Segundo o relatório, no tanque da asa esquerda tinha no máximo 160 litros, e não 350 litros de combustível, conforme indicado nos liquidometros – equipamento que marca a quantidade de combustível. Os sensores do tanque foram instalados em posições trocadas e enviavam informações erradas ao painel de controle.

Os peritos constataram que a tripulação poderia ter identificado a pane seca e transferido combustível do outro tanque. Mas o relatório indica que o piloto não seguiu os procedimentos de emergência para caso de pane no motor e não tinha treinamento para pilotar aquele avião.

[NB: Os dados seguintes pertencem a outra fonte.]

//! Editable form state held by the admin panel between requests.

use serde::{Deserialize, Serialize};

use crate::errors::AppError;
use crate::models::{
    ContactField, HeroSlideField, Project, ProjectCategory, ProjectFields, SocialField,
    StatField, TeamMemberFields, TestimonialFields, MAX_RATING, MIN_RATING,
};

/// A form plus the record it edits, if any.
#[derive(Debug, Clone)]
pub struct Editor<F, R> {
    pub open: bool,
    /// Record as it was at the last load; `None` means the form creates.
    pub editing: Option<R>,
    pub form: F,
}

impl<F: Default, R> Default for Editor<F, R> {
    fn default() -> Self {
        Self {
            open: false,
            editing: None,
            form: F::default(),
        }
    }
}

impl<F: Default, R> Editor<F, R> {
    pub fn open_new(&mut self) {
        self.open = true;
        self.editing = None;
        self.form = F::default();
    }

    pub fn open_existing(&mut self, record: R, form: F) {
        self.open = true;
        self.editing = Some(record);
        self.form = form;
    }

    pub fn close(&mut self) {
        self.open = false;
        self.editing = None;
        self.form = F::default();
    }
}

impl<F, R> Editor<F, R> {
    /// `Validation` error naming the form when it is closed.
    pub fn ensure_open(&self, name: &str) -> Result<(), AppError> {
        if self.open {
            Ok(())
        } else {
            Err(AppError::Validation(format!("No {} form is open", name)))
        }
    }
}

/// Serializable view of an [`Editor`].
#[derive(Debug, Clone, Serialize)]
pub struct EditorView<F> {
    pub open: bool,
    #[serde(skip_serializing_if = "Option::is_none")]
    pub editing_id: Option<String>,
    pub form: F,
}

/// In-memory project form.
///
/// `additional_images` is the desired gallery, excluding the main image,
/// in display order.
#[derive(Debug, Clone, Default, Serialize, Deserialize, PartialEq, Eq)]
pub struct ProjectForm {
    pub title: String,
    pub category: Option<ProjectCategory>,
    pub location: String,
    pub year: String,
    pub description: String,
    pub details: String,
    pub client: String,
    pub area: String,
    pub duration: String,
    pub featured: bool,
    pub main_image: String,
    pub additional_images: Vec<String>,
}

/// Scalar project form fields sent by the editor. The gallery list is
/// managed separately.
#[derive(Debug, Clone, Default, Deserialize)]
#[serde(default)]
pub struct ProjectFormInput {
    pub title: String,
    pub category: Option<ProjectCategory>,
    pub location: String,
    pub year: String,
    pub description: String,
    pub details: String,
    pub client: String,
    pub area: String,
    pub duration: String,
    pub featured: bool,
    pub main_image: String,
}

impl ProjectForm {
    /// Pre-populate from a loaded project, gallery in its stored order.
    pub fn from_project(project: &Project) -> Self {
        Self {
            title: project.title.clone(),
            category: Some(project.category),
            location: project.location.clone(),
            year: project.year.clone(),
            description: project.description.clone(),
            details: project.details.clone(),
            client: project.client.clone(),
            area: project.area.clone(),
            duration: project.duration.clone(),
            featured: project.featured,
            main_image: project.main_image.clone(),
            additional_images: project
                .project_images
                .iter()
                .map(|img| img.image_url.clone())
                .collect(),
        }
    }

    /// Overwrite the scalar fields, keeping the gallery list.
    pub fn apply_input(&mut self, input: ProjectFormInput) {
        self.title = input.title;
        self.category = input.category;
        self.location = input.location;
        self.year = input.year;
        self.description = input.description;
        self.details = input.details;
        self.client = input.client;
        self.area = input.area;
        self.duration = input.duration;
        self.featured = input.featured;
        self.main_image = input.main_image;
    }

    /// Check required fields and produce the row to write.
    pub fn to_fields(&self) -> Result<ProjectFields, AppError> {
        let required = [
            ("Title", &self.title),
            ("Location", &self.location),
            ("Year", &self.year),
            ("Client", &self.client),
            ("Area", &self.area),
            ("Duration", &self.duration),
            ("Description", &self.description),
            ("Details", &self.details),
        ];
        require_all(&required)?;

        let category = self
            .category
            .ok_or_else(|| AppError::Validation("Category is required".to_string()))?;
        if self.main_image.trim().is_empty() {
            return Err(AppError::Validation("Main image is required".to_string()));
        }

        Ok(ProjectFields {
            title: self.title.clone(),
            category,
            location: self.location.clone(),
            year: self.year.clone(),
            description: self.description.clone(),
            details: self.details.clone(),
            client: self.client.clone(),
            area: self.area.clone(),
            duration: self.duration.clone(),
            featured: self.featured,
            main_image: self.main_image.clone(),
        })
    }
}

pub(crate) fn validate_team_member(form: &TeamMemberFields) -> Result<(), AppError> {
    require_all(&[("Name", &form.name), ("Position", &form.position)])?;
    if form.image_url.trim().is_empty() {
        return Err(AppError::Validation("Profile image is required".to_string()));
    }
    Ok(())
}

pub(crate) fn validate_testimonial(form: &TestimonialFields) -> Result<(), AppError> {
    require_all(&[
        ("Client name", &form.client_name),
        ("Client position", &form.client_position),
        ("Testimonial text", &form.testimonial_text),
    ])?;
    if !(MIN_RATING..=MAX_RATING).contains(&form.rating) {
        return Err(AppError::Validation(format!(
            "Rating must be between {} and {}",
            MIN_RATING, MAX_RATING
        )));
    }
    Ok(())
}

fn require_all(fields: &[(&str, &String)]) -> Result<(), AppError> {
    match fields.iter().find(|(_, value)| value.trim().is_empty()) {
        Some((label, _)) => Err(AppError::Validation(format!("{} is required", label))),
        None => Ok(()),
    }
}

/// Where an uploaded image ends up.
#[derive(Debug, Clone, Copy, PartialEq, Eq)]
pub enum UploadTarget {
    ProjectMainImage,
    ProjectAdditionalImage,
    TeamMemberImage,
    HeroSlide(usize),
}

/// A single-field edit to the in-memory site settings.
#[derive(Debug, Clone, Deserialize, PartialEq, Eq)]
#[serde(tag = "section", rename_all = "snake_case")]
pub enum SettingsEdit {
    /// `value` is raw form input; non-numeric input is stored as 0.
    Stats { field: StatField, value: String },
    ContactInfo { field: ContactField, value: String },
    SocialLinks { field: SocialField, value: String },
}

/// A single-field edit to one hero slide.
#[derive(Debug, Clone, Deserialize, PartialEq, Eq)]
pub struct HeroSlideEdit {
    pub field: HeroSlideField,
    pub value: String,
}

#[cfg(test)]
mod tests {
    use super::*;

    fn complete_form() -> ProjectForm {
        ProjectForm {
            title: "Harbor House".to_string(),
            category: Some(ProjectCategory::Residential),
            location: "Porto".to_string(),
            year: "2024".to_string(),
            description: "Renovation".to_string(),
            details: "Full renovation of a harbor house".to_string(),
            client: "Private".to_string(),
            area: "300 m2".to_string(),
            duration: "1 year".to_string(),
            featured: true,
            main_image: "https://cdn.example/main.jpg".to_string(),
            additional_images: vec!["a.jpg".to_string()],
        }
    }

    #[test]
    fn test_complete_form_converts() {
        let fields = complete_form().to_fields().unwrap();
        assert_eq!(fields.title, "Harbor House");
        assert_eq!(fields.category, ProjectCategory::Residential);
        assert!(fields.featured);
    }

    #[test]
    fn test_main_image_is_required() {
        let mut form = complete_form();
        form.main_image.clear();
        assert_eq!(
            form.to_fields(),
            Err(AppError::Validation("Main image is required".to_string()))
        );
    }

    #[test]
    fn test_category_and_text_fields_are_required() {
        let mut form = complete_form();
        form.category = None;
        assert!(form.to_fields().is_err());

        let mut form = complete_form();
        form.duration = "   ".to_string();
        assert_eq!(
            form.to_fields(),
            Err(AppError::Validation("Duration is required".to_string()))
        );
    }

    #[test]
    fn test_apply_input_keeps_gallery() {
        let mut form = complete_form();
        form.apply_input(ProjectFormInput {
            title: "Renamed".to_string(),
            ..Default::default()
        });
        assert_eq!(form.title, "Renamed");
        assert_eq!(form.additional_images, vec!["a.jpg".to_string()]);
        assert_eq!(form.category, None);
    }

    #[test]
    fn test_testimonial_rating_range() {
        let mut form = TestimonialFields {
            client_name: "Ana".to_string(),
            client_position: "Owner".to_string(),
            testimonial_text: "Great".to_string(),
            ..Default::default()
        };
        assert!(validate_testimonial(&form).is_ok());
        form.rating = 0;
        assert!(validate_testimonial(&form).is_err());
        form.rating = 6;
        assert!(validate_testimonial(&form).is_err());
    }

    #[test]
    fn test_settings_edit_wire_format() {
        let edit: SettingsEdit = serde_json::from_str(
            r#"{"section":"stats","field":"happyClients","value":"abc"}"#,
        )
        .unwrap();
        assert_eq!(
            edit,
            SettingsEdit::Stats {
                field: StatField::HappyClients,
                value: "abc".to_string()
            }
        );
    }
}
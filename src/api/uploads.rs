//! Admin image upload endpoints.

use std::sync::Arc;

use axum::{
    extract::{Multipart, Query, State},
    Extension,
};
use serde::{Deserialize, Serialize};

use super::{ApiResponse, ApiResult};
use crate::auth::Session;
use crate::errors::AppError;
use crate::panel::{PanelSnapshot, UploadTarget};
use crate::AppState;

/// Multipart field carrying the image.
const FILE_FIELD: &str = "file";

#[derive(Debug, Deserialize)]
pub struct UploadQuery {
    /// One of `main`, `additional`, `team`, `hero`.
    pub target: String,
    /// Slide index, required for `hero`.
    pub slide: Option<usize>,
}

impl UploadQuery {
    fn upload_target(&self) -> Result<UploadTarget, AppError> {
        match (self.target.as_str(), self.slide) {
            ("main", _) => Ok(UploadTarget::ProjectMainImage),
            ("additional", _) => Ok(UploadTarget::ProjectAdditionalImage),
            ("team", _) => Ok(UploadTarget::TeamMemberImage),
            ("hero", Some(index)) => Ok(UploadTarget::HeroSlide(index)),
            ("hero", None) => Err(AppError::BadRequest(
                "Hero slide uploads need a slide index".to_string(),
            )),
            (other, _) => Err(AppError::BadRequest(format!(
                "Unknown upload target: {}",
                other
            ))),
        }
    }
}

#[derive(Debug, Deserialize)]
pub struct DeleteUploadQuery {
    pub url: String,
}

#[derive(Debug, Serialize)]
pub struct UploadedImage {
    pub url: String,
    pub panel: PanelSnapshot,
}

/// POST /api/admin/uploads?target=... - Store an image and place its URL.
pub async fn upload_image(
    State(state): State<AppState>,
    Extension(session): Extension<Arc<Session>>,
    Query(query): Query<UploadQuery>,
    mut multipart: Multipart,
) -> ApiResult<UploadedImage> {
    let target = query.upload_target()?;

    let mut bytes = None;
    while let Some(field) = multipart.next_field().await.map_err(|e| {
        tracing::warn!("Multipart error: {}", e);
        AppError::BadRequest("Malformed multipart body".to_string())
    })? {
        if field.name() == Some(FILE_FIELD) {
            let data = field.bytes().await.map_err(|e| {
                tracing::warn!("Failed to read upload bytes: {}", e);
                AppError::BadRequest("Failed to read uploaded file".to_string())
            })?;
            bytes = Some(data.to_vec());
            break;
        }
    }

    let bytes = bytes.ok_or_else(|| {
        AppError::Validation(format!("Missing multipart field '{}'", FILE_FIELD))
    })?;
    if bytes.is_empty() {
        return Err(AppError::Validation("Uploaded file is empty".to_string()));
    }
    if bytes.len() > state.config.max_upload_bytes {
        return Err(AppError::Validation(format!(
            "Image exceeds the {} byte limit",
            state.config.max_upload_bytes
        )));
    }

    let mut panel = session.panel.lock().await;
    let url = panel.upload_image(target, bytes).await?;

    Ok(ApiResponse::with_message(
        UploadedImage {
            url,
            panel: panel.snapshot(),
        },
        "Image uploaded successfully!",
    ))
}

/// DELETE /api/admin/uploads?url=... - Remove a stored image.
pub async fn delete_upload(
    Extension(session): Extension<Arc<Session>>,
    Query(query): Query<DeleteUploadQuery>,
) -> ApiResult<()> {
    let mut panel = session.panel.lock().await;
    panel.delete_uploaded_image(&query.url).await?;
    Ok(ApiResponse::with_message((), "Image deleted"))
}

#[cfg(test)]
mod tests {
    use super::*;

    fn query(target: &str, slide: Option<usize>) -> UploadQuery {
        UploadQuery {
            target: target.to_string(),
            slide,
        }
    }

    #[test]
    fn test_upload_targets() {
        assert_eq!(
            query("main", None).upload_target(),
            Ok(UploadTarget::ProjectMainImage)
        );
        assert_eq!(
            query("hero", Some(2)).upload_target(),
            Ok(UploadTarget::HeroSlide(2))
        );
        assert!(query("hero", None).upload_target().is_err());
        assert!(query("banner", None).upload_target().is_err());
    }
}
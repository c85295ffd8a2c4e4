//! Public project detail view.
//!
//! Builds the gallery and the related-projects strip shown on a project page.

use std::collections::HashSet;

use serde::Serialize;

use crate::models::Project;

/// How many related projects a detail page shows.
pub const RELATED_LIMIT: usize = 3;

#[derive(Debug, Clone, Serialize)]
pub struct ProjectDetail {
    pub project: Project,
    /// Main image first, then the stored images by sort order, no repeats.
    pub gallery: Vec<String>,
    pub related: Vec<Project>,
}

impl ProjectDetail {
    pub fn build(project: Project, all: &[Project]) -> Self {
        let gallery = compose_gallery(&project);
        let related = related_projects(&project, all);
        Self {
            project,
            gallery,
            related,
        }
    }
}

/// Display gallery for a project.
///
/// Empty URLs are skipped and a URL seen earlier is not repeated.
pub fn compose_gallery(project: &Project) -> Vec<String> {
    let mut images: Vec<_> = project.project_images.iter().collect();
    images.sort_by_key(|img| img.sort_order);

    let mut seen = HashSet::new();
    std::iter::once(project.main_image.as_str())
        .chain(images.into_iter().map(|img| img.image_url.as_str()))
        .filter(|url| !url.is_empty())
        .filter(|url| seen.insert(*url))
        .map(str::to_string)
        .collect()
}

/// Up to [`RELATED_LIMIT`] other projects of the same category, in `all` order.
pub fn related_projects(project: &Project, all: &[Project]) -> Vec<Project> {
    all.iter()
        .filter(|p| p.id != project.id && p.category == project.category)
        .take(RELATED_LIMIT)
        .cloned()
        .collect()
}

#[cfg(test)]
mod tests {
    use super::*;
    use crate::models::{ProjectCategory, ProjectImage};

    fn project(id: &str, category: ProjectCategory, main: &str, images: &[(&str, i64)]) -> Project {
        Project {
            id: id.to_string(),
            title: format!("Project {}", id),
            category,
            location: "Lisbon".to_string(),
            year: "2024".to_string(),
            description: String::new(),
            details: String::new(),
            client: String::new(),
            area: String::new(),
            duration: String::new(),
            featured: false,
            main_image: main.to_string(),
            created_at: String::new(),
            updated_at: String::new(),
            project_images: images
                .iter()
                .map(|(url, order)| ProjectImage {
                    id: format!("{}-{}", id, order),
                    project_id: id.to_string(),
                    image_url: url.to_string(),
                    alt_text: None,
                    sort_order: *order,
                    created_at: String::new(),
                })
                .collect(),
        }
    }

    #[test]
    fn test_gallery_orders_by_sort_order() {
        let p = project(
            "1",
            ProjectCategory::Residential,
            "main.jpg",
            &[("c.jpg", 3), ("a.jpg", 1), ("b.jpg", 2)],
        );
        assert_eq!(
            compose_gallery(&p),
            vec!["main.jpg", "a.jpg", "b.jpg", "c.jpg"]
        );
    }

    #[test]
    fn test_gallery_drops_repeats_of_main_image() {
        let p = project("1", ProjectCategory::Residential, "x", &[("x", 1), ("y", 2)]);
        assert_eq!(compose_gallery(&p), vec!["x", "y"]);
    }

    #[test]
    fn test_gallery_skips_empty_urls() {
        let p = project("1", ProjectCategory::Residential, "", &[("", 1), ("y", 2)]);
        assert_eq!(compose_gallery(&p), vec!["y"]);
    }

    #[test]
    fn test_related_same_category_excluding_self() {
        let all = vec![
            project("1", ProjectCategory::Commercial, "m", &[]),
            project("2", ProjectCategory::Commercial, "m", &[]),
            project("3", ProjectCategory::Residential, "m", &[]),
            project("4", ProjectCategory::Commercial, "m", &[]),
            project("5", ProjectCategory::Commercial, "m", &[]),
            project("6", ProjectCategory::Commercial, "m", &[]),
        ];
        let related = related_projects(&all[0], &all);
        let ids: Vec<_> = related.iter().map(|p| p.id.as_str()).collect();
        assert_eq!(ids, vec!["2", "4", "5"]);
    }

    #[test]
    fn test_detail_build() {
        let all = vec![
            project("1", ProjectCategory::Hospitality, "m.jpg", &[("g.jpg", 1)]),
            project("2", ProjectCategory::Hospitality, "n.jpg", &[]),
        ];
        let detail = ProjectDetail::build(all[0].clone(), &all);
        assert_eq!(detail.gallery, vec!["m.jpg", "g.jpg"]);
        assert_eq!(detail.related.len(), 1);
    }
}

Outra falha: antes de decolar o piloto percebeu no painel que o sistema de embandeiramento automático, que muda o ângulo da hélice quando o motor para e reduz o arrasto, o atrito do ar, não estava funcionando. Decolou assim mesmo, e quando o motor parou, o outro motor não aguentou continuar o voo.

Angélica e Luciano depois do acidente, em maio de 2015.

O piloto, copiloto, Angélica, Luciano Huck, os três filhos e a babá sobreviveram ao acidente com ferimentos leves.

No relatório, os peritos do Centro de Prevenção de Acidentes Aéreos constataram que a empresa MS Táxi Aéreo, que alugou o avião para a família do apresentador, orientava os pilotos a não informar, nem anotar no diário de bordo os problemas dos aviões para não ter de parar as aeronaves nas oficinas de manutenção.

E quando um piloto se negava a fazer um voo por falta de segurança, era substituído por um outro piloto prestador de serviço. Tanto a direção da empresa quanto o piloto, Osmar Frattini, não quiseram gravar entrevista.